Le programme aurait récolté pas moins de 56.000 courriers électroniques entre Américains de 2008 à 2011, selon une estimation de la NSA alors fournie au juge, alors que la loi américaine exige un mandat individuel dès que la surveillance concerne des citoyens américains ou des étrangers se trouvant sur le territoire.

Un « problème technologique » selon la NSA

Le recueil de ces communications était « la conséquence d'un problème technologique (...) et non d'un excès de la NSA », a justifié mercredi un responsable du renseignement sous couvert d'anonymat lors d'une conférence téléphonique avec des journalistes.

« Il ne s'agit pas d'abus flagrants », a-t-il ajouté, mais « d'un problème survenu par inadvertance et qui affecte un nombre relativement faible d'Américains ». Les documents montrent « la force de la supervision de ce programme », a-t-il insisté en rappelant que la NSA employait 300 personnes pour l'audit interne.

Cette publication et l'admission par le gouvernement de ce dont l'accusait notamment Edward Snowden, l'ex-administrateur réseaux de la NSA aujourd'hui réfugié en Russie, ont été célébrées comme une victoire par l'Electronic Frontier Foundation, qui poursuivait le gouvernement en justice pour obtenir cette déclassification.

Révélations en série

Cette déclassification fait aussi suite à des révélations en série dans la presse américaines qui dénonce les méthode de la NSA. Ainsi dans son édition de mercredi, le Wall Street Journal estimait que l'agence est techniquement capable d'intercepter 75% du trafic internet américain, dans le but d'identifier des menaces étrangères.

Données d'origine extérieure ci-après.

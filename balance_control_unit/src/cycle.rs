//! Fast cycle: estimate → gate → D1 → D3 → motors.
//!
//! [`FastLoop::tick`] runs once per IMU sample inside the driver's delivery
//! context. It never blocks on I/O and never allocates.
//!
//! ## RT Setup
//! 1. `mlockall(MCL_CURRENT | MCL_FUTURE)` once per process.
//! 2. Prefault stack pages.
//! 3. `SCHED_FIFO` with a per-context priority, set from inside each thread.
//!
//! All RT calls are no-ops without the `rt` feature.

use std::sync::Arc;
use std::time::{Duration, Instant};

use balance_common::control_unit::config::{BalanceConfig, WiringConfig};
use balance_common::hal::driver::{Encoders, Motors};
use balance_common::hal::types::ImuSample;

use crate::control::estimator::Estimator;
use crate::control::inner::InnerLoop;
use crate::control::steering::{SteeringLoop, wheel_commands};
use crate::error::SchedulerError;
use crate::state::shared::SharedState;
use crate::supervisor::{DisengageReason, Supervisor, TickGate};

// ─── Cycle Statistics ───────────────────────────────────────────────

/// O(1) per-cycle timing statistics.
#[derive(Debug, Clone)]
pub struct CycleStats {
    /// Total cycles executed.
    pub cycle_count: u64,
    /// Last cycle duration [ns].
    pub last_cycle_ns: i64,
    /// Minimum cycle duration [ns].
    pub min_cycle_ns: i64,
    /// Maximum cycle duration [ns].
    pub max_cycle_ns: i64,
    /// Running sum for average computation.
    pub sum_cycle_ns: i64,
    /// Cycles that took longer than the sample period.
    pub overruns: u64,
    /// Maximum deviation of the sample interval from the period [ns].
    pub max_latency_ns: i64,
}

impl CycleStats {
    pub const fn new() -> Self {
        Self {
            cycle_count: 0,
            last_cycle_ns: 0,
            min_cycle_ns: i64::MAX,
            max_cycle_ns: 0,
            sum_cycle_ns: 0,
            overruns: 0,
            max_latency_ns: 0,
        }
    }

    /// Record a cycle duration. O(1), no allocation.
    #[inline]
    pub fn record(&mut self, duration_ns: i64, latency_ns: i64) {
        self.cycle_count += 1;
        self.last_cycle_ns = duration_ns;
        self.min_cycle_ns = self.min_cycle_ns.min(duration_ns);
        self.max_cycle_ns = self.max_cycle_ns.max(duration_ns);
        self.sum_cycle_ns = self.sum_cycle_ns.saturating_add(duration_ns);
        self.max_latency_ns = self.max_latency_ns.max(latency_ns);
    }

    #[inline]
    pub fn record_overrun(&mut self) {
        self.overruns += 1;
    }

    /// Average cycle time [ns] (returns 0 if no cycles).
    #[inline]
    pub fn avg_cycle_ns(&self) -> i64 {
        if self.cycle_count == 0 {
            0
        } else {
            self.sum_cycle_ns / self.cycle_count as i64
        }
    }
}

impl Default for CycleStats {
    fn default() -> Self {
        Self::new()
    }
}

// ─── Fast Loop ──────────────────────────────────────────────────────

/// What one tick did.
#[derive(Debug, Clone, Copy, PartialEq)]
pub enum TickOutcome {
    /// EXITING: motors disabled, loops skipped.
    Exit,
    /// Disengaged, nothing driven.
    Idle,
    /// The gates disengaged the controller this tick.
    Disengaged(DisengageReason),
    /// Duties sent to the motors (after polarity).
    Driven { left: f64, right: f64 },
}

/// State owned by the fast context.
pub struct FastLoop {
    shared: Arc<SharedState>,
    supervisor: Arc<Supervisor>,
    encoders: Arc<dyn Encoders>,
    motors: Arc<dyn Motors>,
    wiring: WiringConfig,
    estimator: Estimator,
    inner: InnerLoop,
    steering: SteeringLoop,
    epoch: u64,
    saturation_latched: bool,
    period: Duration,
    last_start: Option<Instant>,
    stats: CycleStats,
}

impl FastLoop {
    pub fn new(
        config: &BalanceConfig,
        shared: Arc<SharedState>,
        supervisor: Arc<Supervisor>,
        encoders: Arc<dyn Encoders>,
        motors: Arc<dyn Motors>,
    ) -> Self {
        Self {
            shared,
            supervisor,
            encoders,
            motors,
            wiring: config.wiring.clone(),
            estimator: Estimator::new(config),
            inner: InnerLoop::new(config),
            steering: SteeringLoop::new(config),
            epoch: 0,
            saturation_latched: false,
            period: Duration::from_secs_f64(config.rates.fast_dt()),
            last_start: None,
            stats: CycleStats::new(),
        }
    }

    /// One fast tick for one IMU sample.
    pub fn tick(&mut self, sample: &ImuSample) -> TickOutcome {
        let ticks_l = self.encoders.position(self.wiring.encoder_channel_l);
        let ticks_r = self.encoders.position(self.wiring.encoder_channel_r);
        let est = self.estimator.update(sample, ticks_l, ticks_r);

        let mut v_batt = 0.0;
        self.shared.update_orientation(|o| {
            o.tilt = est.tilt;
            o.wheel_angle_l = est.wheel_angle_l;
            o.wheel_angle_r = est.wheel_angle_r;
            o.progression = est.progression;
            o.heading = est.heading;
            v_batt = o.v_batt;
        });

        let sp = self.shared.setpoint();
        match self
            .supervisor
            .evaluate_tick(&sp, est.tilt, self.saturation_latched)
        {
            TickGate::Exit => return TickOutcome::Exit,
            TickGate::Idle => {
                self.saturation_latched = false;
                return TickOutcome::Idle;
            }
            TickGate::Disengaged(reason) => {
                self.saturation_latched = false;
                self.shared.update_orientation(|o| {
                    o.d1_output = 0.0;
                    o.d3_output = 0.0;
                });
                return TickOutcome::Disengaged(reason);
            }
            TickGate::Run => {}
        }

        if sp.engage_epoch != self.epoch {
            self.inner.reset();
            self.steering.reset();
            self.saturation_latched = false;
            self.epoch = sp.engage_epoch;
        }

        let d1 = self.inner.step(sp.tilt, est.tilt, v_batt);
        // Acted on by the gates of the next tick.
        self.saturation_latched = d1.saturation_fault;

        let correction = self.steering.step(sp.heading, est.heading);
        let (left, right) = wheel_commands(d1.command, correction, &self.wiring);
        self.motors.set_duty(self.wiring.motor_channel_l, left);
        self.motors.set_duty(self.wiring.motor_channel_r, right);

        self.shared.update_orientation(|o| {
            o.d1_output = d1.command;
            o.d3_output = correction;
        });

        TickOutcome::Driven { left, right }
    }

    /// [`tick`](Self::tick) with timing statistics.
    pub fn timed_tick(&mut self, sample: &ImuSample) -> TickOutcome {
        let start = Instant::now();
        let latency_ns = self.last_start.map_or(0, |prev| {
            let interval = start.duration_since(prev).as_nanos() as i64;
            (interval - self.period.as_nanos() as i64).abs()
        });
        self.last_start = Some(start);

        let outcome = self.tick(sample);

        let elapsed = start.elapsed();
        self.stats.record(elapsed.as_nanos() as i64, latency_ns);
        if elapsed > self.period {
            self.stats.record_overrun();
        }
        outcome
    }

    #[inline]
    pub fn stats(&self) -> &CycleStats {
        &self.stats
    }

    #[inline]
    pub fn saturation_latched(&self) -> bool {
        self.saturation_latched
    }
}

// ─── RT Setup ───────────────────────────────────────────────────────

/// Lock all current and future memory pages.
#[cfg(feature = "rt")]
fn rt_mlockall() -> Result<(), SchedulerError> {
    use nix::sys::mman::{MlockAllFlags, mlockall};
    mlockall(MlockAllFlags::MCL_CURRENT | MlockAllFlags::MCL_FUTURE)
        .map_err(|e| SchedulerError::RtSetup(format!("mlockall failed: {e}")))
}

#[cfg(not(feature = "rt"))]
fn rt_mlockall() -> Result<(), SchedulerError> {
    Ok(())
}

/// Touch stack pages so the first ticks do not fault.
fn prefault_stack() {
    let mut buf = [0u8; 256 * 1024];
    for byte in buf.iter_mut() {
        // SAFETY: `byte` is a valid, exclusive reference into `buf`.
        unsafe { core::ptr::write_volatile(byte, 0xFF) };
    }
    core::hint::black_box(&buf);
}

/// Process-wide RT preparation. Call once before spawning contexts.
pub fn rt_setup() -> Result<(), SchedulerError> {
    rt_mlockall()?;
    prefault_stack();
    Ok(())
}

/// Give the calling thread `SCHED_FIFO` at `priority`.
#[cfg(feature = "rt")]
pub fn rt_set_thread_priority(priority: i32) -> Result<(), SchedulerError> {
    let param = libc::sched_param {
        sched_priority: priority,
    };
    // SAFETY: pthread_self() is always valid for the calling thread and
    // `param` outlives the call.
    let ret =
        unsafe { libc::pthread_setschedparam(libc::pthread_self(), libc::SCHED_FIFO, &param) };
    if ret != 0 {
        let err = std::io::Error::from_raw_os_error(ret);
        return Err(SchedulerError::RtSetup(format!(
            "pthread_setschedparam(SCHED_FIFO, {priority}) failed: {err}"
        )));
    }
    Ok(())
}

#[cfg(not(feature = "rt"))]
pub fn rt_set_thread_priority(_priority: i32) -> Result<(), SchedulerError> {
    Ok(())
}

#[cfg(test)]
mod tests {
    use super::*;

    #[test]
    fn stats_track_min_max_avg() {
        let mut stats = CycleStats::new();
        assert_eq!(stats.avg_cycle_ns(), 0);
        stats.record(100, 5);
        stats.record(300, 2);
        stats.record(200, 9);
        assert_eq!(stats.cycle_count, 3);
        assert_eq!(stats.min_cycle_ns, 100);
        assert_eq!(stats.max_cycle_ns, 300);
        assert_eq!(stats.avg_cycle_ns(), 200);
        assert_eq!(stats.last_cycle_ns, 200);
        assert_eq!(stats.max_latency_ns, 9);
        stats.record_overrun();
        assert_eq!(stats.overruns, 1);
    }

    #[test]
    fn rt_calls_are_noops_without_feature() {
        #[cfg(not(feature = "rt"))]
        {
            assert!(rt_setup().is_ok());
            assert!(rt_set_thread_priority(80).is_ok());
        }
    }
}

Une semaine plus tôt, le Washington Post avait révélé que la NSA avait violé en 2012 à des milliers de reprises la loi protégeant les Américains contre une surveillance abusive, sur la base d'un document d'audit interne fourni par M. Snowden.

Remous au Congrès

Au Congrès, les sénateurs partisans d'une réforme Ron Wyden et Mark Udall avaient averti que ces infractions ne représentaient que « la partie émergée d'un iceberg plus grand ».

« Je suis heureux que la NSA prenne des mesures pour réparer ses erreurs. Mais c'est aussi le signe que nous pouvons et devons en faire plus pour protéger les Américains qui sont innocents et sans lien avec le terrorisme de la surveillance de l'Etat, intentionnelle ou pas », a déclaré mercredi Mark Udall, membre de la commission du Renseignement, et qui sonne l'alarme depuis des années sur la NSA.

Le sénateur républicain Bob Corker a quant à lui écrit au président Obama pour que le directeur de la NSA, le général Keith Alexander, revienne s'expliquer devant les sénateurs à la rentrée parlementaire, en septembre.

Depuis juin, 19 propositions de loi ont été déposées au Congrès par des élus frustrés du manque de transparence entourant les nombreux programmes de surveillance de la NSA, selon un décompte de l'association de défense des libertés civiles ACLU.